The best stories of the bunch, like “Reach For the Stars” and “Happy Anniversary,” achieve a wide storytelling scope and have a core of true emotion at their center, while others, like “The Rarest Bottle,” pull off unexpected endings that resonate. Overall, though, the ambitious collection overreaches as often as not; its lesser stories are like a froth of bubbles, substance-free and quick to dissipate.
“The Review” takes the form of a painful Yelp review, and while the source of its vitriol–either bourgeois restaurants or their ungrateful hipster customers–is unclear, it establishes the type of wealthy jerk stock character who re-appears again and again throughout the book’s pages, becoming more insufferable each time. The book’s most egregious misstep, however, is a story about dope-slinging youths called “Life in the Fast Lane” that’s rife with out-of-date slang and over-the-top dialectic spellings. At one point, a character decides that [HBO’s old hit show] The Wire’s Hollywood portrayal of the streets is dangerous if emulated, an ironic claim given this collection’s penchant for emulating the aesthetic of said works without granting characters the nuance needed to make them feel real. And while some endings land, others end on a short-sighted punchline, as when “The Review” signs off with a weak bit about getting laid by a nameless female character who is ignored for almost the entire story.
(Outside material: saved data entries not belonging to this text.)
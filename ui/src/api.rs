//! REST client for the dashboard backend

use async_trait::async_trait;
use gloo_net::http::{Request, Response};
use gymdash::forms::{FetchError, FieldValue, FormValues, Page, PageFetcher, PageQuery, SelectOption};
use serde_json::{json, Map, Value};

use crate::types::*;

const API_BASE: &str = "/api";

/// Page source of paginated selects, backed by `GET /api/{resource}`
#[derive(Clone, Copy, Debug, Default)]
pub struct RestFetcher;

#[async_trait(?Send)]
impl PageFetcher for RestFetcher {
    async fn fetch(&self, query: PageQuery) -> Result<Page, FetchError> {
        let url = list_url(&query);
        let response = Request::get(&url)
            .send()
            .await
            .map_err(|e| FetchError::Network(e.to_string()))?;

        if !response.ok() {
            return Err(FetchError::Status {
                status: response.status(),
                message: error_text(response).await,
            });
        }

        let list: ListResponse = response
            .json()
            .await
            .map_err(|e| FetchError::Decode(e.to_string()))?;

        Ok(Page {
            items: list.data.iter().filter_map(option_from_record).collect(),
            total: list.total,
            has_more: list.has_more,
        })
    }
}

fn list_url(query: &PageQuery) -> String {
    let mut url = format!(
        "{}/{}?page={}&limit={}",
        API_BASE, query.resource, query.page, query.page_size
    );
    if !query.search.is_empty() {
        url.push_str("&search=");
        url.push_str(&urlencoding::encode(&query.search));
    }
    url
}

/// Map a backend record to a select option.
///
/// Records carry their id as `_id` or `id` and a display name under one of
/// `name`, `title` or `nameEn`; records with neither id nor name are skipped.
pub fn option_from_record(record: &Value) -> Option<SelectOption> {
    let value = ["_id", "id"]
        .iter()
        .find_map(|k| record.get(*k))
        .map(scalar_text)?;
    let label = ["name", "title", "nameEn"]
        .iter()
        .find_map(|k| record.get(*k).and_then(Value::as_str))
        .map(String::from)
        .unwrap_or_else(|| value.clone());
    Some(SelectOption::new(value, label))
}

fn scalar_text(v: &Value) -> String {
    match v {
        Value::String(s) => s.clone(),
        other => other.to_string(),
    }
}

/// JSON body for a record; images travel inline as data URLs
pub fn record_body(values: &FormValues) -> Value {
    let mut body = Map::new();
    for (name, value) in values {
        let encoded = match value {
            FieldValue::File(file) => json!({
                "name": file.name,
                "mimeType": file.mime_type,
                "size": file.size,
                "dataUrl": file.data_url(),
            }),
            other => serde_json::to_value(other).unwrap_or(Value::Null),
        };
        body.insert(name.clone(), encoded);
    }
    Value::Object(body)
}

/// Create a record
pub async fn create_record(resource: &str, values: &FormValues) -> Result<(), String> {
    let url = format!("{}/{}", API_BASE, resource);
    let response = Request::post(&url)
        .json(&record_body(values))
        .map_err(|e| format!("Failed to serialize body: {}", e))?
        .send()
        .await
        .map_err(|e| format!("Request failed: {}", e))?;
    write_result(response).await
}

/// Update an existing record
pub async fn update_record(resource: &str, id: &str, values: &FormValues) -> Result<(), String> {
    let url = format!("{}/{}/{}", API_BASE, resource, urlencoding::encode(id));
    let response = Request::put(&url)
        .json(&record_body(values))
        .map_err(|e| format!("Failed to serialize body: {}", e))?
        .send()
        .await
        .map_err(|e| format!("Request failed: {}", e))?;
    write_result(response).await
}

/// Fetch one record as form values, for edit screens
pub async fn get_record(resource: &str, id: &str) -> Result<FormValues, String> {
    let url = format!("{}/{}/{}", API_BASE, resource, urlencoding::encode(id));
    let response = Request::get(&url)
        .send()
        .await
        .map_err(|e| format!("Request failed: {}", e))?;

    if !response.ok() {
        return Err(error_text(response).await);
    }

    let api_response: ApiResponse<FormValues> = response
        .json()
        .await
        .map_err(|e| format!("Failed to parse response: {}", e))?;

    if api_response.success {
        api_response.data.ok_or_else(|| "No data in response".to_string())
    } else {
        Err(api_response.error.unwrap_or_else(|| "Unknown error".to_string()))
    }
}

async fn write_result(response: Response) -> Result<(), String> {
    if !response.ok() {
        return Err(error_text(response).await);
    }

    let api_response: ApiResponse<Value> = response
        .json()
        .await
        .map_err(|e| format!("Failed to parse response: {}", e))?;

    if api_response.success {
        Ok(())
    } else {
        Err(api_response.error.unwrap_or_else(|| "Unknown error".to_string()))
    }
}

async fn error_text(response: Response) -> String {
    let status = response.status();
    response
        .json::<ErrorBody>()
        .await
        .ok()
        .and_then(ErrorBody::text)
        .unwrap_or_else(|| format!("HTTP {}", status))
}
THE CHAMPAGNE TALES sparkles most when describing the drinks that give it its name; passages detailing the ways in which a simple bottle can represent family, love, tradition, success, and celebration read as more authentic than anything else on the page, and the drink-expert characters’ enthusiasm is catching. This inconsistent collection’s greatest triumph, perhaps, is its ability to make a simple flute of champagne into a thing worth loving.
Always bold but rarely as profound as it aims to be, Michael Amon’s THE CHAMPAGNE TALES is an uneven collection of themed stories that is at least consistently surprising.